#### [Exercise material]
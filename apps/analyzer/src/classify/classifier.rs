//! Document classifier — keyword density/frequency scoring per document type.

use std::fmt;

use serde::{Deserialize, Serialize};
use tracing::debug;

/// Coarse label for an input document.
#[derive(Debug, Clone, Copy, Default, PartialEq, Eq, Serialize, Deserialize)]
#[serde(rename_all = "snake_case")]
pub enum DocumentType {
    Resume,
    Marksheet,
    Certificate,
    IdCard,
    #[default]
    Unknown,
}

impl DocumentType {
    pub fn as_str(&self) -> &'static str {
        match self {
            DocumentType::Resume => "resume",
            DocumentType::Marksheet => "marksheet",
            DocumentType::Certificate => "certificate",
            DocumentType::IdCard => "id_card",
            DocumentType::Unknown => "unknown",
        }
    }
}

impl fmt::Display for DocumentType {
    fn fmt(&self, f: &mut fmt::Formatter<'_>) -> fmt::Result {
        f.write_str(self.as_str())
    }
}

#[derive(Debug, Clone, Copy, PartialEq, Serialize, Deserialize)]
pub struct ClassificationResult {
    pub doc_type: DocumentType,
    /// Highest type score observed, even when the label fell back to `Unknown`.
    pub score: f64,
}

/// Classifies `text` against per-type keyword sets.
///
/// Algorithm:
/// 1. density   = matched / total keywords for the type
/// 2. frequency = matched / (word count + 1)
/// 3. type score = 0.7 × density + 0.3 × frequency
/// 4. Highest score wins (first type on ties). A winning score ≤ `threshold`
///    yields `Unknown`.
pub fn classify(
    text: &str,
    document_types: &[(DocumentType, &[&str])],
    threshold: f64,
) -> ClassificationResult {
    let lower = text.to_lowercase();
    let word_count = lower.split_whitespace().count();

    let mut best = ClassificationResult {
        doc_type: DocumentType::Unknown,
        score: f64::NEG_INFINITY,
    };

    for (doc_type, keywords) in document_types {
        let matches = keywords.iter().filter(|k| lower.contains(*k)).count() as f64;
        let density = if keywords.is_empty() {
            0.0
        } else {
            matches / keywords.len() as f64
        };
        let frequency = matches / (word_count as f64 + 1.0);
        let score = density * 0.7 + frequency * 0.3;

        debug!(doc_type = %doc_type, score, "document type score");

        if score > best.score {
            best = ClassificationResult {
                doc_type: *doc_type,
                score,
            };
        }
    }

    if !best.score.is_finite() {
        return ClassificationResult {
            doc_type: DocumentType::Unknown,
            score: 0.0,
        };
    }

    if best.score > threshold {
        best
    } else {
        ClassificationResult {
            doc_type: DocumentType::Unknown,
            score: best.score,
        }
    }
}
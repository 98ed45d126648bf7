//! Contact details and a best-effort name guess.

use lazy_static::lazy_static;
use regex::Regex;
use serde::{Deserialize, Serialize};

use crate::keywords::NON_NAME_HEADERS;

pub const UNKNOWN_NAME: &str = "Unknown";

lazy_static! {
    static ref EMAIL_PATTERN: Regex = Regex::new(r"[\w\.-]+@[\w\.-]+\.\w+").unwrap();

    /// Optional country code, optional parentheses, `-`/`.`/space separators.
    static ref PHONE_PATTERN: Regex =
        Regex::new(r"(\+\d{1,3}[-.]?)?\s*\(?\d{3}\)?[-.]?\s*\d{3}[-.]?\s*\d{4}").unwrap();

    static ref LINKEDIN_PATTERN: Regex = Regex::new(r"linkedin\.com/in/[\w-]+").unwrap();

    static ref GITHUB_PATTERN: Regex = Regex::new(r"github\.com/[\w-]+").unwrap();
}

#[derive(Debug, Clone, PartialEq, Eq, Serialize, Deserialize)]
pub struct PersonalInfo {
    pub name: String,
    pub email: String,
    pub phone: String,
    pub linkedin: String,
    pub github: String,
    /// No extraction rule exists yet; always empty.
    pub portfolio: String,
}

impl Default for PersonalInfo {
    fn default() -> Self {
        Self {
            name: UNKNOWN_NAME.to_string(),
            email: String::new(),
            phone: String::new(),
            linkedin: String::new(),
            github: String::new(),
            portfolio: String::new(),
        }
    }
}

/// Extracts contact fields with fixed patterns. Absent fields are empty strings.
pub fn extract_personal_info(text: &str) -> PersonalInfo {
    PersonalInfo {
        name: guess_name(text),
        email: first_match(&EMAIL_PATTERN, text),
        phone: first_match(&PHONE_PATTERN, text),
        linkedin: first_match(&LINKEDIN_PATTERN, text),
        github: first_match(&GITHUB_PATTERN, text),
        portfolio: String::new(),
    }
}

fn first_match(pattern: &Regex, text: &str) -> String {
    pattern
        .find(text)
        .map(|m| m.as_str().trim().to_string())
        .unwrap_or_default()
}

/// First non-blank line, unless it is a bare section header.
fn guess_name(text: &str) -> String {
    let first = text.split('\n').map(str::trim).find(|l| !l.is_empty());

    match first {
        Some(line) if !NON_NAME_HEADERS.contains(&line.to_lowercase().as_str()) => line.to_string(),
        _ => UNKNOWN_NAME.to_string(),
    }
}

#### [Work order]
Count every line of the entries that holds the string "find". Please answer with the count alone.

#### [Task output]
2